### [TASK ITEM]
Could you copy each line of the entries that contains "nothing"?

Stored data entries:

++++++++++

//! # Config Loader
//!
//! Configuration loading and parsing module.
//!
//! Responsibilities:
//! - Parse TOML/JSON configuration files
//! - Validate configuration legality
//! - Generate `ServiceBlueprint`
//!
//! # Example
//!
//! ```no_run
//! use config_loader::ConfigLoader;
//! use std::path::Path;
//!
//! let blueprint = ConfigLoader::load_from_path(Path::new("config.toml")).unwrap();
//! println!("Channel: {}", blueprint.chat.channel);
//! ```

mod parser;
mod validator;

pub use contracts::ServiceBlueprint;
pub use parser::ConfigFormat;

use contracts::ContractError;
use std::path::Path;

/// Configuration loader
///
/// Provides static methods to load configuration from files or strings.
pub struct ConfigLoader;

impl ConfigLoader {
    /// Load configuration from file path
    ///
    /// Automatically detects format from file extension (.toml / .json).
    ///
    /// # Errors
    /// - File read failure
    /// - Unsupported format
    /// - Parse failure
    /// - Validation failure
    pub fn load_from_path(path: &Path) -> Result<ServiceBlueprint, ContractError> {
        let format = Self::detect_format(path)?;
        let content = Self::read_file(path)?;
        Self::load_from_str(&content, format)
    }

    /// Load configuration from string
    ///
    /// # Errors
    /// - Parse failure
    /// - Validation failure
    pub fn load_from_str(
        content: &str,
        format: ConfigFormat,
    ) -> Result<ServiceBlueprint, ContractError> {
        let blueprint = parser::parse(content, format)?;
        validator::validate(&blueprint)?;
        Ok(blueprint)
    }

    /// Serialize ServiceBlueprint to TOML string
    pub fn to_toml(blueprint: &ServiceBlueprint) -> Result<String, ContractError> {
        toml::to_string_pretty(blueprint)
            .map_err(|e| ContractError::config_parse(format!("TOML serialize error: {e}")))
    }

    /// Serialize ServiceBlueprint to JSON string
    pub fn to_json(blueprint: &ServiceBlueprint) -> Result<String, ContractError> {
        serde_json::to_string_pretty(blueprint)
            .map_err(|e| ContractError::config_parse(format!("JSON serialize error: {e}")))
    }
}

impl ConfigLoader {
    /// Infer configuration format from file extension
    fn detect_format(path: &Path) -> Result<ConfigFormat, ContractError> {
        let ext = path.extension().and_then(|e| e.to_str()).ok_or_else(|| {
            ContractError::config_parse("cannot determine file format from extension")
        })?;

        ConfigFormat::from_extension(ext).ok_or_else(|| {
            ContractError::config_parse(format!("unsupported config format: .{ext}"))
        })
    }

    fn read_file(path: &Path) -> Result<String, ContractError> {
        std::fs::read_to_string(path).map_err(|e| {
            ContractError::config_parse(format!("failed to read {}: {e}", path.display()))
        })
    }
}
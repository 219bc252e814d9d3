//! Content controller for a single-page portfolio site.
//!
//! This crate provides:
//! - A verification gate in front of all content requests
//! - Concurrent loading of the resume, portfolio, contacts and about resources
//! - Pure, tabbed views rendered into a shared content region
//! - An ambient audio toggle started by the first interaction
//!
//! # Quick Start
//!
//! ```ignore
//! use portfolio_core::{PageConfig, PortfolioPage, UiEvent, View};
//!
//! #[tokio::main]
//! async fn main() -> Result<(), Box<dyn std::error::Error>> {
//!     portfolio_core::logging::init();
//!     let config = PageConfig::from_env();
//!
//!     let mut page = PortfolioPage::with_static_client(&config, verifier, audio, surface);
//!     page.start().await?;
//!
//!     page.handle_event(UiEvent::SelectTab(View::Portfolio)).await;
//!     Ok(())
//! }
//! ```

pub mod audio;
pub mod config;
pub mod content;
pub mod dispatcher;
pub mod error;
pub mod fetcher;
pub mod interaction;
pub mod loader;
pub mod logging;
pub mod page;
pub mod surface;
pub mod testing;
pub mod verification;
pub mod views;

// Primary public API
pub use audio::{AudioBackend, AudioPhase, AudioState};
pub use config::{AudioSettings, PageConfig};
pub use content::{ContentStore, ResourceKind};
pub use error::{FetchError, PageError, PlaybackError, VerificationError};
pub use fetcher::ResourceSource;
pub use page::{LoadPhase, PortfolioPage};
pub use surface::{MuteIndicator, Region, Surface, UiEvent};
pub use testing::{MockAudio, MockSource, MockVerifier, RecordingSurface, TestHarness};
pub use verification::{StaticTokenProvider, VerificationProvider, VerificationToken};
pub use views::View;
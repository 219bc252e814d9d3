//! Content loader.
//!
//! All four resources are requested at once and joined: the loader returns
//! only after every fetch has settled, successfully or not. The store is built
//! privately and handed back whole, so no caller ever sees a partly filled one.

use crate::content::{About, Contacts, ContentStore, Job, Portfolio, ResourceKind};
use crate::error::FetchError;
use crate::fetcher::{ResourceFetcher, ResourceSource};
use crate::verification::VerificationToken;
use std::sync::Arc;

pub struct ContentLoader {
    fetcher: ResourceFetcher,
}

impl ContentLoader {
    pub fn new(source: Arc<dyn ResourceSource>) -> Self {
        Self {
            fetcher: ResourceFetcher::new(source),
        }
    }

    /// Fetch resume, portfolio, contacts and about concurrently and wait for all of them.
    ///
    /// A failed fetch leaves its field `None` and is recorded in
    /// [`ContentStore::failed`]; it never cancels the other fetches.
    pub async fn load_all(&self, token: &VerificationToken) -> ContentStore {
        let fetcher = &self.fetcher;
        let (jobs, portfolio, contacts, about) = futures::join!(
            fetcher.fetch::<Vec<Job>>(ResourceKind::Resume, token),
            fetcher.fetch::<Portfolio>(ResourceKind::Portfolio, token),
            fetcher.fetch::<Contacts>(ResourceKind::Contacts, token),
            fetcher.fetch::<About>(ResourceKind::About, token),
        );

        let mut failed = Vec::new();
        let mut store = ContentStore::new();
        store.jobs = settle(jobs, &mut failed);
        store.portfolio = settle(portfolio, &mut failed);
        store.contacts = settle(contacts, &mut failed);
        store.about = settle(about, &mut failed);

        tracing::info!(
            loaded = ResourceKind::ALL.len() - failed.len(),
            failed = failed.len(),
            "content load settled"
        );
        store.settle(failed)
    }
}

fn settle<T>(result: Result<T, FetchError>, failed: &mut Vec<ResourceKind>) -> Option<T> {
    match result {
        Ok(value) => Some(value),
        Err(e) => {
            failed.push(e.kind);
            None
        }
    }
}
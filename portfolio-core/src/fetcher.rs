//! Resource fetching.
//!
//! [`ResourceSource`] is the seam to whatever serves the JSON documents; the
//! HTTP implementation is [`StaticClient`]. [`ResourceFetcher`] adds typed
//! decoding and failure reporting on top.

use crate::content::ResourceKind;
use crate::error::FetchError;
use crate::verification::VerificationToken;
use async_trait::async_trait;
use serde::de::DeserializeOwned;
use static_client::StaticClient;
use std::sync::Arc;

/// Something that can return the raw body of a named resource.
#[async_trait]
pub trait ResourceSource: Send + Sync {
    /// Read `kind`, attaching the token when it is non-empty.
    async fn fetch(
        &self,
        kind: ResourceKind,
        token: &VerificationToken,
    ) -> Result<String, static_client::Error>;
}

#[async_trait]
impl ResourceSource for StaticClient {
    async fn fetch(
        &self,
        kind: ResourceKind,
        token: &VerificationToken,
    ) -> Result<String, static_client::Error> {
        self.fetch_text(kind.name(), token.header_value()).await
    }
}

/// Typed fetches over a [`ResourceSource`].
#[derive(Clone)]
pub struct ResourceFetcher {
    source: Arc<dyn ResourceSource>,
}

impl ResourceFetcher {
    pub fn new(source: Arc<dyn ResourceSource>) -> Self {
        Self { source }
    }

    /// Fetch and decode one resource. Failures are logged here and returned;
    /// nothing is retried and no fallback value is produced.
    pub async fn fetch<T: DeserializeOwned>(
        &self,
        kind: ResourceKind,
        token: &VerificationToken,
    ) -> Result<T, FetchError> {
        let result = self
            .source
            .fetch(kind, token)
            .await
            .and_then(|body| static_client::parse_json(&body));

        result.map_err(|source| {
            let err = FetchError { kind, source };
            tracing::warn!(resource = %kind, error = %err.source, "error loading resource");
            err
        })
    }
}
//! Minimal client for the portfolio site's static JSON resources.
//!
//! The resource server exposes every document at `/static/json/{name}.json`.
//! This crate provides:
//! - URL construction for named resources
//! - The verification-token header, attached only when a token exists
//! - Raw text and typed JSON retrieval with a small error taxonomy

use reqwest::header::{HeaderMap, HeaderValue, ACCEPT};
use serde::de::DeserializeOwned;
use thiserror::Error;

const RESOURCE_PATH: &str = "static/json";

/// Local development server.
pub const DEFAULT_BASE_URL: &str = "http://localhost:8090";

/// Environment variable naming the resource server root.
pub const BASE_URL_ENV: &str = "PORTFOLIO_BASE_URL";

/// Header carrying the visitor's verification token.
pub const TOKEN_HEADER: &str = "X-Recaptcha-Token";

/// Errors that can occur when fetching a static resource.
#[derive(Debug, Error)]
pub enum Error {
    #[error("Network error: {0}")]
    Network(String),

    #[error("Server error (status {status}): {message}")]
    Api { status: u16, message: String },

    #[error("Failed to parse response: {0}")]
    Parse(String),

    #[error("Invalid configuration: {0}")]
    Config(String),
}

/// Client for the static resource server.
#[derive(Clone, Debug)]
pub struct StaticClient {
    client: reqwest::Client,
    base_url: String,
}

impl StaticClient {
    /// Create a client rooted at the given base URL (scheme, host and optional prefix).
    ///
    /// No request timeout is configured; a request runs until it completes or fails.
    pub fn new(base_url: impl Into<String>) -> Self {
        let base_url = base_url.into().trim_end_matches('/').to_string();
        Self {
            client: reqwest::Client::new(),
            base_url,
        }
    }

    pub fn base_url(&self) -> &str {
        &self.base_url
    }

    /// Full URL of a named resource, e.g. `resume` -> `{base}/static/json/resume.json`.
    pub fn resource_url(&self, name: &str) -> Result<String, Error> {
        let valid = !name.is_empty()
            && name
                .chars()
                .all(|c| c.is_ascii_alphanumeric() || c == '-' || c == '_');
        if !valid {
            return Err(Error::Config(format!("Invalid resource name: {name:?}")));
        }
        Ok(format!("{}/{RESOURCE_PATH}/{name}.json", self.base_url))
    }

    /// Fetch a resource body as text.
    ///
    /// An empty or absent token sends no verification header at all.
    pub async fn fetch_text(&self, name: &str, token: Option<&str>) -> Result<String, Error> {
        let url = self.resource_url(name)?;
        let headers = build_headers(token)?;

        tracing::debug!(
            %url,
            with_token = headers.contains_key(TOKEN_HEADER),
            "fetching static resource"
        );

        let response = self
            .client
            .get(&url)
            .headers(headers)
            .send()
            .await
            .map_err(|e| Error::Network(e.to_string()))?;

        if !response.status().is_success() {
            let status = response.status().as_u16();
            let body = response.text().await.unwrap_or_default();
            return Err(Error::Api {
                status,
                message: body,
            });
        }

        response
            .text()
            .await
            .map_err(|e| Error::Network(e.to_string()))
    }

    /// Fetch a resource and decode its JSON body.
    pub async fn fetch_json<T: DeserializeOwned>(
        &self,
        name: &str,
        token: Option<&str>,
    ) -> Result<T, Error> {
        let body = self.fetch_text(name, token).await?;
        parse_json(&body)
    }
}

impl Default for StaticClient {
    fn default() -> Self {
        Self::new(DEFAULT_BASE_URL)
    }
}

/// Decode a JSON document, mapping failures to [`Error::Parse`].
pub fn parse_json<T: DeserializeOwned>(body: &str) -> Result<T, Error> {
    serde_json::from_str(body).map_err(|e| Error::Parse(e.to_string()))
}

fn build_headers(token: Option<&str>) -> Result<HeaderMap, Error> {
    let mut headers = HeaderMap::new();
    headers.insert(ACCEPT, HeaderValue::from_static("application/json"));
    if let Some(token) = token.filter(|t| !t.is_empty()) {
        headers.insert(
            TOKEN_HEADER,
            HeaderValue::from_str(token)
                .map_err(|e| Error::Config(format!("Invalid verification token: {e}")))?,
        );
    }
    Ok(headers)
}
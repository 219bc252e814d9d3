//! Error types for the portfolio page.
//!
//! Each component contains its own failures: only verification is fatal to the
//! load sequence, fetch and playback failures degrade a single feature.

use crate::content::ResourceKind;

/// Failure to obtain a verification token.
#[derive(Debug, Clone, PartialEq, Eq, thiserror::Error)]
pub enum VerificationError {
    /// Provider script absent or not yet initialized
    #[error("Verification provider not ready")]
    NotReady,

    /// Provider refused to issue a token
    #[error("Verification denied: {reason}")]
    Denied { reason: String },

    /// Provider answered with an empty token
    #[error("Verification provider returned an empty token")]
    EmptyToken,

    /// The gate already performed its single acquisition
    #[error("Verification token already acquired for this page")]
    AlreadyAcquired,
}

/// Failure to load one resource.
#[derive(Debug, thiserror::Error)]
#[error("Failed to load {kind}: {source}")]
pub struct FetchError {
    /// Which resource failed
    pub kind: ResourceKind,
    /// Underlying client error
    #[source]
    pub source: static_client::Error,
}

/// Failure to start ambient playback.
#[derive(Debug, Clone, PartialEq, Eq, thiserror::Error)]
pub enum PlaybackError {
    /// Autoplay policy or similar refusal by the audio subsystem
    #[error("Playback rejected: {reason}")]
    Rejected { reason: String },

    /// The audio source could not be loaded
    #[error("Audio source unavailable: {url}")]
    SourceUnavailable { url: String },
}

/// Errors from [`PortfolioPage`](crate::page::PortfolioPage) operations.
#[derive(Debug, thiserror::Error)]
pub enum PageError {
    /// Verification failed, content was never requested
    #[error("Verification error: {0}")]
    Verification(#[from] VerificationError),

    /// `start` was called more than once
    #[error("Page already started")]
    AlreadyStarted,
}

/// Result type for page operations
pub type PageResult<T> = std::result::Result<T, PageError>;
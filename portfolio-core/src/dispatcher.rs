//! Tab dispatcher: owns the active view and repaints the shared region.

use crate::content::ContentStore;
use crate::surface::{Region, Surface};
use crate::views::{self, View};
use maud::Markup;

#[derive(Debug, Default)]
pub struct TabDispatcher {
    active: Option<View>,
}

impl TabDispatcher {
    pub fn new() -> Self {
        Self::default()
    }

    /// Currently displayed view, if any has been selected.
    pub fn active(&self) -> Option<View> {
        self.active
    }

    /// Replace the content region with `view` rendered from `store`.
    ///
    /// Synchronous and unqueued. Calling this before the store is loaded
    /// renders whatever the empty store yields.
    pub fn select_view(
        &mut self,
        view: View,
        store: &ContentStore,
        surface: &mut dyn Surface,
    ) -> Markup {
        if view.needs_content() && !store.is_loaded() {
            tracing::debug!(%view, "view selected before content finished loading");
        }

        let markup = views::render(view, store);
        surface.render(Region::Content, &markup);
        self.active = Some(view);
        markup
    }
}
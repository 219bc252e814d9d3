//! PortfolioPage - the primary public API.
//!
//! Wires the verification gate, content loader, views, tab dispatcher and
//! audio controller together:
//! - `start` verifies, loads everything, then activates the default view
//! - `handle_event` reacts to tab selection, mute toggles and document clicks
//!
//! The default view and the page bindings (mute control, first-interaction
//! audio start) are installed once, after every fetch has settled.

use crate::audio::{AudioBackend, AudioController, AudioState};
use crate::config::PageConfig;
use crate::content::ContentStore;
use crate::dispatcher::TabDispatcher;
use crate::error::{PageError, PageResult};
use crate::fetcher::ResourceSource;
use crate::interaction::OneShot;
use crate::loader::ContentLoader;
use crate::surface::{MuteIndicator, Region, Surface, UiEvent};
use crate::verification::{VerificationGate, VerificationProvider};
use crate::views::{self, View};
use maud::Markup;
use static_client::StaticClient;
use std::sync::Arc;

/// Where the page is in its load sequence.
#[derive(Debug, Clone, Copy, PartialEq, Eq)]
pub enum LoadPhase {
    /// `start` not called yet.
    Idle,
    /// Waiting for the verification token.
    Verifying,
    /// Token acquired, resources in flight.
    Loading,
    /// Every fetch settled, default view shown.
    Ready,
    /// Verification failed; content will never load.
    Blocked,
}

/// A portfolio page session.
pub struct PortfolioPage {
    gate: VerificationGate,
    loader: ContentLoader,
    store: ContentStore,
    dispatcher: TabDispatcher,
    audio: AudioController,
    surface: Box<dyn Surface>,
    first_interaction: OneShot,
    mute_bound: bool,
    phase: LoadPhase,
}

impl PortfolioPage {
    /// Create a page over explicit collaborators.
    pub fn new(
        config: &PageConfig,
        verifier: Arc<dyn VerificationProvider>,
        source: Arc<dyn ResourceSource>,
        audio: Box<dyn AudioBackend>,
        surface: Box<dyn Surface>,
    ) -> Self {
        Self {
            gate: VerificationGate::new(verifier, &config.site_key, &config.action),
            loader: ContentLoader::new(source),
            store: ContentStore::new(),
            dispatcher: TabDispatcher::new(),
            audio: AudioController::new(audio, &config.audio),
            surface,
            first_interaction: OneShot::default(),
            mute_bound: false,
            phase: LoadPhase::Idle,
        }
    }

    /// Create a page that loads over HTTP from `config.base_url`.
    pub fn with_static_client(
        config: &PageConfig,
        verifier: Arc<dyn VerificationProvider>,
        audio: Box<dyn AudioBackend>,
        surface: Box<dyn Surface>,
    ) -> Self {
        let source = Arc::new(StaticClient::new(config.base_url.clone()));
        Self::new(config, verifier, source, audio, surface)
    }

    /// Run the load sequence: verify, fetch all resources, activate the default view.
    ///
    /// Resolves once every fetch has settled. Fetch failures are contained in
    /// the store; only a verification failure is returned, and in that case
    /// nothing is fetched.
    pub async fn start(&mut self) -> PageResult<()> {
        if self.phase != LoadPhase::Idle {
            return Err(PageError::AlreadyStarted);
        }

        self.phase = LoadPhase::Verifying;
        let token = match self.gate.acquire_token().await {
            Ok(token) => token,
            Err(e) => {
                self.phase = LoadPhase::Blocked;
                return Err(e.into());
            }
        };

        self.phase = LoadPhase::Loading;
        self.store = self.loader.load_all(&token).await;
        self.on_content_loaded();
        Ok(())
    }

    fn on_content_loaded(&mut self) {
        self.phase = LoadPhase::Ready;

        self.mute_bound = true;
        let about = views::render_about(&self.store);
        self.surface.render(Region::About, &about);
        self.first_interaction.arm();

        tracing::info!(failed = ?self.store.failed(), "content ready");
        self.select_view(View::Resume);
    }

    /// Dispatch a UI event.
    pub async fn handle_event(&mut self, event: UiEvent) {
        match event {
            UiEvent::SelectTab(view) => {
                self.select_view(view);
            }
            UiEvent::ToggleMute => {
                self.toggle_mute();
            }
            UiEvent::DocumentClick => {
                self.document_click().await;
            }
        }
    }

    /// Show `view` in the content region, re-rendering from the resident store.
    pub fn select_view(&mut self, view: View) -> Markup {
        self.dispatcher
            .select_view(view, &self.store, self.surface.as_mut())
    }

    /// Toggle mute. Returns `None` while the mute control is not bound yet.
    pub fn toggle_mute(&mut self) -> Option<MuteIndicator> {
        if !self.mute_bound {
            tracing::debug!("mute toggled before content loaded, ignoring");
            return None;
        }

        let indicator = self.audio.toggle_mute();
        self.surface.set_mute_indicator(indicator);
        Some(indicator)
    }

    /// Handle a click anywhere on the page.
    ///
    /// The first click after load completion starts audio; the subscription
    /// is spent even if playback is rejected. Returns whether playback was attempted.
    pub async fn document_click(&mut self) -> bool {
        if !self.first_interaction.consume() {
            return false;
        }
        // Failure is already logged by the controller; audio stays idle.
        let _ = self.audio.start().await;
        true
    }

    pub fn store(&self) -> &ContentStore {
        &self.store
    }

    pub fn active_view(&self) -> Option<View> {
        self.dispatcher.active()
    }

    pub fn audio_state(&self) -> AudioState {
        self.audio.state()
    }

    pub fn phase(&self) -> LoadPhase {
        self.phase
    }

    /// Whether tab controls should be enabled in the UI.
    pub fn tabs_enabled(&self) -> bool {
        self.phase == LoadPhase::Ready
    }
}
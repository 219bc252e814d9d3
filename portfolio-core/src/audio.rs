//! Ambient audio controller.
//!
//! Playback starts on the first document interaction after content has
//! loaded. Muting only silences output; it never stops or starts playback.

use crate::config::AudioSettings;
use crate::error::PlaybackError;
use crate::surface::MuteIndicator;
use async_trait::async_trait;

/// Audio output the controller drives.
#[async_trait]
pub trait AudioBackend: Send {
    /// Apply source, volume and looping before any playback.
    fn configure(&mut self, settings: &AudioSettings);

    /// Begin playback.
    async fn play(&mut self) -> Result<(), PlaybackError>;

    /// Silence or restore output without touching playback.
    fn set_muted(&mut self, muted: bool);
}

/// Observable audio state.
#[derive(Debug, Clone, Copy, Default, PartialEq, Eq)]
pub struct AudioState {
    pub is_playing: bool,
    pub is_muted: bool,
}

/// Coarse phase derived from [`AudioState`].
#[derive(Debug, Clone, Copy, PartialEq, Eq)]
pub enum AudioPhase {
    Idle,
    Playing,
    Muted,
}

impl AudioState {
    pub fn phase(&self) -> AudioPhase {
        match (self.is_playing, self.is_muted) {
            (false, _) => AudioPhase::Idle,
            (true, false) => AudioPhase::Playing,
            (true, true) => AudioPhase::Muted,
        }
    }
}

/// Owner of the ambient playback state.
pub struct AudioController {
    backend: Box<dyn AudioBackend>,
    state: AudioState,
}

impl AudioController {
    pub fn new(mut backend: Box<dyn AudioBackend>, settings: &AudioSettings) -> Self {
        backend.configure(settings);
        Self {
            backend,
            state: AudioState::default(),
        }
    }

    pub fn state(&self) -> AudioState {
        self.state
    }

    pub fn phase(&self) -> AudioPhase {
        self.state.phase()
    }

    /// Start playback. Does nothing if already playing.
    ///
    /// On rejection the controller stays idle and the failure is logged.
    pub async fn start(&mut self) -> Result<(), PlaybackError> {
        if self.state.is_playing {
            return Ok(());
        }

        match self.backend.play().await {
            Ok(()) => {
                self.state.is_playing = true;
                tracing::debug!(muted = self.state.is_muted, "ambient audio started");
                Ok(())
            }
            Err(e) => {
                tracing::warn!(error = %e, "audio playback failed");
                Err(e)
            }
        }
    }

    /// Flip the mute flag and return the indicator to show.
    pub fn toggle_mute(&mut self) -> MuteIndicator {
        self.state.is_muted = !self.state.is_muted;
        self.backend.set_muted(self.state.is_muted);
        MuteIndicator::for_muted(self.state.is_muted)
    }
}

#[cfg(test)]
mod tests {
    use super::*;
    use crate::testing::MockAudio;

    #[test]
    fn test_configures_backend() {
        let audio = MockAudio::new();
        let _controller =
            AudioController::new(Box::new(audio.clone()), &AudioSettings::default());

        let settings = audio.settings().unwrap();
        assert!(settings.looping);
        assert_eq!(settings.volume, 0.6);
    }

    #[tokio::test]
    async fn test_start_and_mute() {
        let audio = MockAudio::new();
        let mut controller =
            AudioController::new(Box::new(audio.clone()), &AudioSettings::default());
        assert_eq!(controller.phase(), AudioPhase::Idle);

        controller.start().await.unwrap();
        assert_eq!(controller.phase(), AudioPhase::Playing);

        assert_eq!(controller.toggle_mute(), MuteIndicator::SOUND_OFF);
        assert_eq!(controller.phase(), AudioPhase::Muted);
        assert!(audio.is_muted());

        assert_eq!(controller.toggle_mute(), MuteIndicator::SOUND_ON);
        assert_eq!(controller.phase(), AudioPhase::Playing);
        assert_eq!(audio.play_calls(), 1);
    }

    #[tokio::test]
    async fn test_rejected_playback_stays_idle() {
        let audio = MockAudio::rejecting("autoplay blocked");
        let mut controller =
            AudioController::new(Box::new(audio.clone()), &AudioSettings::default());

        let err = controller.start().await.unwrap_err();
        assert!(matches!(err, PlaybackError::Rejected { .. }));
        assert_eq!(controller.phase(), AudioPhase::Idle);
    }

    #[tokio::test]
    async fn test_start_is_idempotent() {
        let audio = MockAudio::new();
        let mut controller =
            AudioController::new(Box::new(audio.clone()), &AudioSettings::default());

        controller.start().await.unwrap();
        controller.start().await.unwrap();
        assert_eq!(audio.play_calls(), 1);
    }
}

++++++++++

### [WORKED SOLUTION]
    /// nothing is retried and no fallback value is produced.
    /// nothing is fetched.
    /// Start playback. Does nothing if already playing.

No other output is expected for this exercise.